The anticancer agent cis-diamminedichloroplatinum (cisplatin) has several disadvantages, including extreme nephrotoxity, rapid binding to plasma proteins, and poor penetration of the central nervous system. In this study liposomes, which can cross the blood-brain barrier, were investigated for their potential in delivering therapeutic agents to brain tumors. Liposomes prepared from egg phosphatidylcholine and cholesterol in a 3 : 1 molar ratio were divided into 1-ml aliquots and either labeled with ¹⁴C or treated with horseradish peroxidase (HRP). The preparations were administered via the carotid artery to rats bearing 9L glioma. Radioactive uptake by brain tumor and normal tissues was measured with a liquid scintillation counter. The presence of HRP-containing liposomes in capillary endothelium and brain tumor cells was demonstrated by light and electron microscopic histochemical techniques.
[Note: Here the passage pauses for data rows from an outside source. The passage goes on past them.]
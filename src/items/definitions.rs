//! Item definition lookup
//!
//! Provides the item metadata the decanter relies on: whether an item id is
//! the noted form, which id is its linked counterpart, and its display name.
//! The default table is embedded from `data/items.toml`; a replacement table
//! can be loaded from disk.

use anyhow::{Context, Result};
use serde::Deserialize;
use std::collections::HashMap;
use std::fs;
use std::path::Path;
use tracing::{debug, info};

use crate::types::ItemId;

const BUILTIN_ITEM_DATA: &str = include_str!("../../data/items.toml");

/// Read-only item metadata capability
pub trait ItemDefinitions {
    /// True if `item` is the noted (banknote) form
    fn is_noted(&self, item: ItemId) -> bool;

    /// The counterpart id: noted form for an unnoted item, and vice versa
    fn linked_note_id(&self, item: ItemId) -> Option<ItemId>;

    fn display_name(&self, item: ItemId) -> Option<String>;
}

/// Metadata for a single item id
#[derive(Debug, Clone, PartialEq, Eq)]
pub struct ItemDefinition {
    pub id: ItemId,
    pub name: String,
    pub noted: bool,
    pub linked_note_id: Option<ItemId>,
}

#[derive(Debug, Deserialize)]
struct ItemDataFile {
    #[serde(default)]
    items: Vec<ItemRecord>,
}

/// One physical item and, optionally, the id of its noted form
#[derive(Debug, Deserialize)]
struct ItemRecord {
    id: u32,
    name: String,
    #[serde(default)]
    noted_id: Option<u32>,
}

/// In-memory item definition table
#[derive(Debug, Clone, Default)]
pub struct ItemDefinitionTable {
    definitions: HashMap<ItemId, ItemDefinition>,
}

impl ItemDefinitionTable {
    pub fn new() -> Self {
        Self::default()
    }

    /// Parse the table embedded in the binary
    pub fn builtin() -> Result<Self> {
        Self::from_toml_str(BUILTIN_ITEM_DATA).context("Failed to parse built-in item data")
    }

    /// Load a table from a TOML file
    pub fn load(path: &Path) -> Result<Self> {
        let contents = fs::read_to_string(path)
            .with_context(|| format!("Failed to read item data file {:?}", path))?;
        let table = Self::from_toml_str(&contents)
            .with_context(|| format!("Failed to parse item data file {:?}", path))?;
        info!("Loaded {} item definitions from {:?}", table.len(), path);
        Ok(table)
    }

    pub fn from_toml_str(contents: &str) -> Result<Self> {
        let file: ItemDataFile = toml::from_str(contents)?;
        let mut table = Self::new();
        for record in file.items {
            table.insert_item(record.id, &record.name, record.noted_id);
        }
        debug!("Parsed {} item definitions", table.len());
        Ok(table)
    }

    /// Register an unnoted item and, if given, its noted counterpart
    pub fn insert_item(&mut self, id: u32, name: &str, noted_id: Option<u32>) {
        let id = ItemId(id);
        let noted_id = noted_id.map(ItemId);
        self.definitions.insert(
            id,
            ItemDefinition {
                id,
                name: name.to_string(),
                noted: false,
                linked_note_id: noted_id,
            },
        );
        if let Some(noted) = noted_id {
            self.definitions.insert(
                noted,
                ItemDefinition {
                    id: noted,
                    name: name.to_string(),
                    noted: true,
                    linked_note_id: Some(id),
                },
            );
        }
    }

    pub fn get(&self, item: ItemId) -> Option<&ItemDefinition> {
        self.definitions.get(&item)
    }

    pub fn len(&self) -> usize {
        self.definitions.len()
    }

    pub fn is_empty(&self) -> bool {
        self.definitions.is_empty()
    }
}

impl ItemDefinitions for ItemDefinitionTable {
    fn is_noted(&self, item: ItemId) -> bool {
        self.get(item).map(|d| d.noted).unwrap_or(false)
    }

    fn linked_note_id(&self, item: ItemId) -> Option<ItemId> {
        self.get(item).and_then(|d| d.linked_note_id)
    }

    fn display_name(&self, item: ItemId) -> Option<String> {
        self.get(item).map(|d| d.name.clone())
    }
}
Thirty minutes after injection of ¹⁴C-labeled liposomes, radioactive uptake was higher in the spleen than in normal brain, brain tumor, liver, and kidney. Also uptake was greater in brain tumor and lower in kidney than that of cisplatin given alone. Light microscopy showed HRPcontaining liposomes in brain tumor tissue 30 minutes after injection. On electron microscopy, liposomes were found to be regularly distributed in surface invaginations and vesicles of capillary endothelial cells. They were also observed within tumor cells. These results indicate that liposomes can penetrate the blood-brain barrier and hold promise as drug carriers in the treatment of brain tumors with cisplatin.